[Stored data]
--*--

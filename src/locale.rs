//! Locale tag helpers shared by the catalog, engine, and formatters.
//!
//! These helpers centralize tag normalization and the consulted-locale
//! chain so catalog lookup and formatter dispatch resolve locales the same
//! way.

use icu_locale_core::Locale;

/// Coerce a raw environment-style tag into canonical BCP 47 form.
///
/// Tags arrive in shapes like `en_US.UTF-8` or `pt_BR@latin`: everything
/// from the first `.` or `@` onward is an encoding or variant marker and
/// is dropped, and `_` separators become `-`. The remainder must parse as
/// a language identifier, so strings like `C` or free text yield `None`.
///
/// # Examples
///
/// ```rust
/// use kotoba::locale::normalize_locale_tag;
///
/// assert_eq!(normalize_locale_tag("pt_BR@latin"), Some("pt-BR".to_string()));
/// assert_eq!(normalize_locale_tag("fr-FR"), Some("fr-FR".to_string()));
/// assert_eq!(normalize_locale_tag("  "), None);
/// ```
#[must_use]
pub fn normalize_locale_tag(raw: &str) -> Option<String> {
    let tag: String = raw
        .trim()
        .chars()
        .take_while(|c| !matches!(c, '.' | '@'))
        .map(|c| if c == '_' { '-' } else { c })
        .collect();
    Locale::try_from_str(&tag)
        .ok()
        .map(|parsed| parsed.to_string())
}

/// Return the `<lang>` half of a `<lang>[-<region>]` tag.
///
/// # Examples
///
/// ```rust
/// use kotoba::locale::language_of;
///
/// assert_eq!(language_of("en-GB"), "en");
/// assert_eq!(language_of("fr"), "fr");
/// ```
#[must_use]
pub fn language_of(tag: &str) -> &str {
    tag.split(['-', '_']).next().unwrap_or(tag)
}

/// Build the ordered, deduplicated list of locales consulted for a lookup.
///
/// The chain is request locale, its base language, the default locale, and
/// the default's base language. Inheritance only walks up to the base
/// language; a catalog striped under one region is never consulted for a
/// sibling region.
///
/// # Examples
///
/// ```rust
/// use kotoba::locale::consulted_locales;
///
/// assert_eq!(
///     consulted_locales("en-GB", "en"),
///     vec!["en-GB".to_string(), "en".to_string()],
/// );
/// assert_eq!(
///     consulted_locales("fr-FR", "en"),
///     vec!["fr-FR".to_string(), "fr".to_string(), "en".to_string()],
/// );
/// ```
#[must_use]
pub fn consulted_locales(request: &str, default_locale: &str) -> Vec<String> {
    let mut chain = Vec::with_capacity(4);
    for tag in [
        request,
        language_of(request),
        default_locale,
        language_of(default_locale),
    ] {
        if !tag.is_empty() && !chain.iter().any(|seen| seen == tag) {
            chain.push(tag.to_owned());
        }
    }
    chain
}
//! Logger capability used for non-fatal fault reporting.
//!
//! Remote load failures and formatter errors never abort a translation;
//! they are reported through this capability instead. The default
//! implementation forwards to `tracing`, while tests substitute a recording
//! stub.

use std::sync::Arc;

/// Sink for warnings and errors raised during translation.
pub trait Logger: Send + Sync {
    /// Report a recoverable fault (for example a failed remote load).
    fn warn(&self, message: &str);
    /// Report a fault that degraded part of the output (for example a
    /// formatter failure).
    fn error(&self, message: &str);
}

/// Logger backed by the `tracing` ecosystem.
#[derive(Debug, Default, Copy, Clone)]
pub struct TracingLogger;

impl Logger for TracingLogger {
    fn warn(&self, message: &str) {
        tracing::warn!("{message}");
    }

    fn error(&self, message: &str) {
        tracing::error!("{message}");
    }
}

/// Shared handle to the default logger.
#[must_use]
pub fn default_logger() -> Arc<dyn Logger> {
    Arc::new(TracingLogger)
}
//! In-memory template catalog.
//!
//! Templates are stored per locale as nested trees; dotted keys
//! (`hello.world`) traverse the nesting, and a flat key containing dots is
//! matched before descent so both storage styles behave identically.
//! Readers are non-blocking and writers are serialized, matching the
//! many-reader/occasional-writer profile of translation traffic.

use std::collections::HashMap;
use std::sync::RwLock;

use serde_json::{Map, Value};

use crate::plural;

/// Per-locale store of `(dotted key) -> template` trees.
#[derive(Debug, Default)]
pub struct Catalog {
    locales: RwLock<HashMap<String, Map<String, Value>>>,
}

impl Catalog {
    /// Create an empty catalog.
    #[must_use]
    pub fn new() -> Self {
        Self::default()
    }

    /// Deep-merge a (possibly nested) mapping of templates for one locale.
    ///
    /// Nested objects merge recursively; scalar entries overwrite.
    /// Non-object values are ignored.
    pub fn add(&self, locale: &str, templates: &Value) {
        let Some(incoming) = templates.as_object() else {
            return;
        };
        let mut guard = self
            .locales
            .write()
            .unwrap_or_else(std::sync::PoisonError::into_inner);
        let tree = guard.entry(locale.to_owned()).or_default();
        deep_merge(tree, incoming);
    }

    /// Whether a template exists for `(locale, dotted key)`.
    #[must_use]
    pub fn exists(&self, locale: &str, key: &str) -> bool {
        self.lookup(locale, key).is_some()
    }

    /// Fetch the template for `(locale, dotted key)`.
    #[must_use]
    pub fn lookup(&self, locale: &str, key: &str) -> Option<String> {
        let guard = self
            .locales
            .read()
            .unwrap_or_else(std::sync::PoisonError::into_inner);
        let tree = guard.get(locale)?;
        resolve_path(tree, key)
            .and_then(Value::as_str)
            .map(str::to_owned)
    }

    /// Fetch a template with plural selection.
    ///
    /// With a quantity, sibling keys are tried most specific first: the
    /// named CLDR category (`<key>_few`), the category index (`<key>_3`),
    /// the legacy `<key>_plural`, and finally the bare key.
    #[must_use]
    pub fn lookup_with_plural(&self, locale: &str, key: &str, quantity: Option<f64>) -> Option<String> {
        if let Some(count) = quantity {
            for suffix in plural::suffixes(locale, count) {
                if let Some(template) = self.lookup(locale, &format!("{key}_{suffix}")) {
                    return Some(template);
                }
            }
        }
        self.lookup(locale, key)
    }
}

/// Walk a dotted path through a template tree.
///
/// An exact flat entry wins over descent, so `a.b` stored literally shadows
/// a nested `{a: {b: ...}}`.
fn resolve_path<'a>(tree: &'a Map<String, Value>, key: &str) -> Option<&'a Value> {
    if let Some(flat) = tree.get(key) {
        return Some(flat);
    }
    let (head, rest) = key.split_once('.')?;
    resolve_path(tree.get(head)?.as_object()?, rest)
}

fn deep_merge(dst: &mut Map<String, Value>, src: &Map<String, Value>) {
    for (key, value) in src {
        match (dst.get_mut(key), value.as_object()) {
            (Some(Value::Object(existing)), Some(incoming)) => deep_merge(existing, incoming),
            _ => {
                dst.insert(key.clone(), value.clone());
            }
        }
    }
}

--*--

* **What is being asked**: Count the lines above that include the word "chain". Reply with that number alone.

* **Task answer**: 6